Without attempting to describe the artworks, all of them were visually intriguing, well-executed, and most of them evoked light-hearted feelings to a greater or lesser extent. The visitors who were looking at them seemed to be enjoying what they were seeing. Both children and adults were having fun. A lot of selfies were being taken, especially next to the sculptures that featured free standing doorways by Lubaini Himid and another by Gavin Turk. Fabio Lattanzi Antinori’s “viewing room” also attracted many people. This simple electronic sculpture flashed up a series of ridiculous but amusing messages such as “Culture is £1.28” and “Raju is £0”, which together formed a curious critique of today’s cultural values. An artwork which was somewhat macabre and delightfully weird was a collection of latex rubber animal heads scattered around in the grass. Each head also incorporated a mirror. This collection, entitled “Humans-Animals-Monsters (2020)” was created by Patrick Goddard. So, when a viewer looks at one of the heads, he or she not only sees the animal or monster but also his or her own reflection. One sculpture, which I liked but my wife and daughter did not, was a tower of twisted torn metal sheets created by Arne Quinze. One work, which I did not particularly like, but was popular with small children was a sculpture depicting an oversize sandwich, created by Sarah Lucas. The other six artworks, although not insignificant visually, attracted me less than those I have just described.

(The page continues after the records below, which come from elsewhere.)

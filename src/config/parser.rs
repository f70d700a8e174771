use crate::config::types::Config;
use crate::config::validation::validate;
use crate::ConfigError;
use sha2::{Digest, Sha256};
use std::path::Path;

/// Loads and parses a configuration file from the given path
///
/// # Arguments
///
/// * `path` - Path to the TOML configuration file
///
/// # Returns
///
/// * `Ok(Config)` - Successfully loaded and validated configuration
/// * `Err(ConfigError)` - Failed to load, parse, or validate the configuration
///
/// # Example
///
/// ```no_run
/// use std::path::Path;
/// use nvim_harvest::config::load_config;
///
/// let config = load_config(Path::new("harvest.toml")).unwrap();
/// println!("Page size: {}", config.crawl.page_size);
/// ```
pub fn load_config(path: &Path) -> Result<Config, ConfigError> {
    let content = std::fs::read_to_string(path)?;
    parse_config(&content)
}

/// Parses and validates configuration from a TOML string
pub fn parse_config(content: &str) -> Result<Config, ConfigError> {
    let config: Config = toml::from_str(content)?;
    validate(&config)?;
    Ok(config)
}

/// Computes the SHA-256 fingerprint of a configuration file
///
/// Logged at startup so a resumed crawl can be matched to the configuration that
/// produced its state file.
///
/// # Returns
///
/// * `Ok(String)` - Hex-encoded digest of the file content
/// * `Err(ConfigError)` - Failed to read the file
pub fn compute_config_hash(path: &Path) -> Result<String, ConfigError> {
    let content = std::fs::read_to_string(path)?;
    Ok(fingerprint(&content))
}

/// Loads a configuration together with the fingerprint of the exact bytes parsed
pub fn load_config_with_hash(path: &Path) -> Result<(Config, String), ConfigError> {
    let content = std::fs::read_to_string(path)?;
    let config = parse_config(&content)?;
    Ok((config, fingerprint(&content)))
}

fn fingerprint(content: &str) -> String {
    hex::encode(Sha256::digest(content.as_bytes()))
}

In brief, although a far cry from the long-lost Diorama, the outdoor Frieze Sculpture show is great fun and worth visiting if you can. Interesting artworks are displayed in a lovely environment. Some of them seem in harmony with nature and others deliberately clash with it. I must confess that I have a great fondness for outdoor displays of sculpture. Maybe, this derives from my childhood when my mother used to create sculptural works and displayed some of them in the garden of our home in northwest London. Recently, apart from seeing the sculptures at Regents Park, I have enjoyed seeing artworks displayed outdoors at Salisbury Cathedral, Compton Verney House (in Warwickshire), and at Henry Moore’s former home near Much Hadham.